Another COPH faculty member, James Lindenberger, directs the Social Marketing Group, which works hand-in-hand with FPRC. He and COPH alumna and research associate Tali Schneider are members of both groups.
Bryant said that she and Lindenberger (who are married) were vacationing in Ecuador in 1991 when they first heard about social marketing on the radio, found the local woman in charge of the program, and hired her to train them.
At the time, Bryant was deputy commissioner for nutrition and health education in Lexington, Ky., where she had worked her entire career trying to promote breast-feeding, with little success until she learned social marketing.
“I knew all of ten women we had convinced with our program. I mean, it was just dismal. The rates nationally were plummeting as we tried and tried to get people to do this.”
After social marketing training, she said, everything changed.
“My god, it worked! The breast-feeding rates started to move up, and it was because we totally had missed the point. We were telling women why they should breast-feed, because it’s good for them and their babies, instead of what we learned by listening to them. We should be honoring their dreams of being really great moms. We should talk about breast-feeding as a way to bond and realize their dreams of motherhood. Boom! That did it.
“So then, USDA said, ‘Wow, you’re doing this in the south; let’s do this nationally, and they gave us a very large grant to do it.’”
Bryant and Lindenberger, both anthropologists, found that social marketing worked with any health issue they applied it to, and because of that, they’ve focused on social marketing training ever since. Within a few years, Bryant was at USF, Lindenberger at a local educational TV station, and their social marketing movement was big enough to warrant – and need – official organization, so they founded FPRC and SMG to accomplish just that.
FPRC, founded in 1998, does work on community-based prevention marketing training and modifying health behaviors; SMG (formerly the Center for Social Marketing) focuses on the social marketing angle that feeds into the FPRC’s larger framework, said Mahmooda Pasha, a doctoral student member of the SMG.

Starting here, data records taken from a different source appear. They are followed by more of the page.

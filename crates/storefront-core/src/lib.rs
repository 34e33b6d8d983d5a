//! Core systems for Storefront.
//!
//! This crate provides the foundational pieces the widget layer builds on:
//!
//! - **Signal/Slot System**: Type-safe change notification
//! - **Timers**: One-shot and repeating timers driven by a [`Clock`]
//! - **Geometry**: Points, sizes, and rectangles for layout and hit testing
//!
//! # Timer Example
//!
//! ```
//! use std::sync::Arc;
//! use std::time::Duration;
//! use storefront_core::{ManualClock, SharedTimerManager};
//!
//! let clock = Arc::new(ManualClock::new());
//! let timers = SharedTimerManager::with_clock(clock.clone());
//!
//! let id = timers.start_one_shot(Duration::from_secs(1));
//! clock.advance(Duration::from_secs(1));
//! assert_eq!(timers.process_expired(), vec![id]);
//! ```

pub mod clock;
mod error;
pub mod geometry;
pub mod logging;
pub mod signal;
mod timer;

pub use clock::{Clock, ManualClock, SystemClock};
pub use error::TimerError;
pub use geometry::{Point, Rect, Size};
pub use signal::{ConnectionGuard, ConnectionId, Signal};
pub use timer::{SharedTimerManager, TimerId, TimerKind, TimerManager};
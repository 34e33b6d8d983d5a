//! Text measurement used by widget layout and hit testing.

/// Measures rendered text.
///
/// Hosts with a real text shaper implement this so layout matches what
/// they draw.
pub trait TextMetrics: Send + Sync {
    /// Width of `text` laid out on a single line at `font_size` pixels.
    fn text_width(&self, text: &str, font_size: f32) -> f32;
}

/// Measures every character as a fixed fraction of the font size.
#[derive(Debug, Clone, Copy)]
pub struct FixedAdvanceMetrics {
    /// Advance per character, as a multiple of the font size.
    pub advance_ratio: f32,
}

impl Default for FixedAdvanceMetrics {
    fn default() -> Self {
        Self { advance_ratio: 0.6 }
    }
}

impl TextMetrics for FixedAdvanceMetrics {
    fn text_width(&self, text: &str, font_size: f32) -> f32 {
        text.chars().count() as f32 * font_size * self.advance_ratio
    }
}
//! Time sources for the timer system.
//!
//! [`SystemClock`] reads the monotonic system clock. [`ManualClock`] only
//! moves when told to, which makes timer-driven behavior reproducible in
//! tests and in hosts that drive time themselves.

use std::time::{Duration, Instant};

use parking_lot::Mutex;

/// A monotonic time source.
pub trait Clock: Send + Sync {
    /// The current instant according to this clock.
    fn now(&self) -> Instant;
}

/// The monotonic system clock.
#[derive(Debug, Clone, Copy, Default)]
pub struct SystemClock;

impl Clock for SystemClock {
    fn now(&self) -> Instant {
        Instant::now()
    }
}

/// A clock that advances only through [`ManualClock::advance`].
#[derive(Debug)]
pub struct ManualClock {
    current: Mutex<Instant>,
}

impl ManualClock {
    /// Create a manual clock starting at the current system instant.
    pub fn new() -> Self {
        Self {
            current: Mutex::new(Instant::now()),
        }
    }

    /// Move the clock forward by `duration`.
    pub fn advance(&self, duration: Duration) {
        *self.current.lock() += duration;
    }
}

impl Default for ManualClock {
    fn default() -> Self {
        Self::new()
    }
}

impl Clock for ManualClock {
    fn now(&self) -> Instant {
        *self.current.lock()
    }
}
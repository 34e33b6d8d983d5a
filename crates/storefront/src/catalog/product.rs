//! Product records and their JSON decoding.

use std::path::Path;

use serde::{Deserialize, Serialize};

use crate::error::{Error, Result};

/// A product in the catalog.
#[derive(Debug, Clone, PartialEq, Serialize, Deserialize)]
pub struct Product {
    pub id: u64,
    pub title: String,
    #[serde(default)]
    pub description: String,
    pub price: f64,
    pub category: String,
    /// Some products are unbranded.
    #[serde(default, skip_serializing_if = "Option::is_none")]
    pub brand: Option<String>,
    /// Image URL.
    #[serde(default)]
    pub thumbnail: String,
}

/// Accepted top-level shapes of a product document.
#[derive(Deserialize)]
#[serde(untagged)]
enum ProductDocument {
    List(Vec<Product>),
    Wrapped { products: Vec<Product> },
}

impl Product {
    /// Decode products from JSON.
    ///
    /// Accepts either a bare array of products or an object with a
    /// `products` array, as paged product APIs return.
    pub fn list_from_json(json: &str) -> Result<Vec<Product>> {
        let products = match serde_json::from_str(json)? {
            ProductDocument::List(products) => products,
            ProductDocument::Wrapped { products } => products,
        };
        Ok(products)
    }

    /// Read and decode a JSON product file.
    pub fn load_list(path: impl AsRef<Path>) -> Result<Vec<Product>> {
        let path = path.as_ref();
        let json = std::fs::read_to_string(path).map_err(|source| Error::Io {
            path: path.to_path_buf(),
            source,
        })?;
        Self::list_from_json(&json)
    }

    /// The price as shown in product cards, e.g. `$1,249.99`.
    pub fn display_price(&self) -> String {
        format_price(self.price)
    }
}

/// Format a price with thousands separators and at most three decimals,
/// dropping trailing zeros.
pub fn format_price(price: f64) -> String {
    let rounded = (price * 1000.0).round() / 1000.0;
    let text = format!("{:.3}", rounded.abs());
    let (whole, fraction) = text.split_once('.').unwrap_or((text.as_str(), ""));
    let fraction = fraction.trim_end_matches('0');

    let mut out = String::with_capacity(text.len() + 4);
    if rounded < 0.0 {
        out.push('-');
    }
    out.push('$');
    for (i, digit) in whole.chars().enumerate() {
        if i > 0 && (whole.len() - i) % 3 == 0 {
            out.push(',');
        }
        out.push(digit);
    }
    if !fraction.is_empty() {
        out.push('.');
        out.push_str(fraction);
    }
    out
}

#[cfg(test)]
mod tests {
    use super::*;

    const SAMPLE: &str = r#"[
        {"id": 1, "title": "iPhone 9", "description": "An apple mobile", "price": 549,
         "category": "smartphones", "brand": "Apple", "thumbnail": "https://example.test/1.jpg",
         "rating": 4.69},
        {"id": 2, "title": "Tree Oil", "price": 12.5, "category": "skincare"}
    ]"#;

    #[test]
    fn test_decode_bare_array_ignores_unknown_fields() {
        let products = Product::list_from_json(SAMPLE).unwrap();
        assert_eq!(products.len(), 2);
        assert_eq!(products[0].brand.as_deref(), Some("Apple"));
        assert_eq!(products[1].brand, None);
        assert_eq!(products[1].description, "");
    }

    #[test]
    fn test_decode_wrapped_document() {
        let json = format!(r#"{{"products": {SAMPLE}, "total": 2}}"#);
        let products = Product::list_from_json(&json).unwrap();
        assert_eq!(products[1].title, "Tree Oil");
    }

    #[test]
    fn test_decode_error() {
        let err = Product::list_from_json(r#"[{"id": "x"}]"#).unwrap_err();
        assert!(matches!(err, Error::Products(_)));
    }

    #[test]
    fn test_format_price() {
        assert_eq!(format_price(549.0), "$549");
        assert_eq!(format_price(1249.99), "$1,249.99");
        assert_eq!(format_price(1_234_567.5), "$1,234,567.5");
        assert_eq!(format_price(0.1 + 0.2), "$0.3");
        assert_eq!(format_price(-1000.0), "-$1,000");
    }
}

“I think of the Social Marketing Group as a sister organization of the Florida Prevention Research Center, which does the larger research,” she said.
“With our researchers, there’s almost complete overlap in personnel between the two groups,” Bryant added.
“Social marketing is the most unique component in the PRC’s planning framework – community-based prevention marketing,” she said. “We adopted ‘prevention’ to fit more neatly into the PRC network, but it is just another name for social marketing.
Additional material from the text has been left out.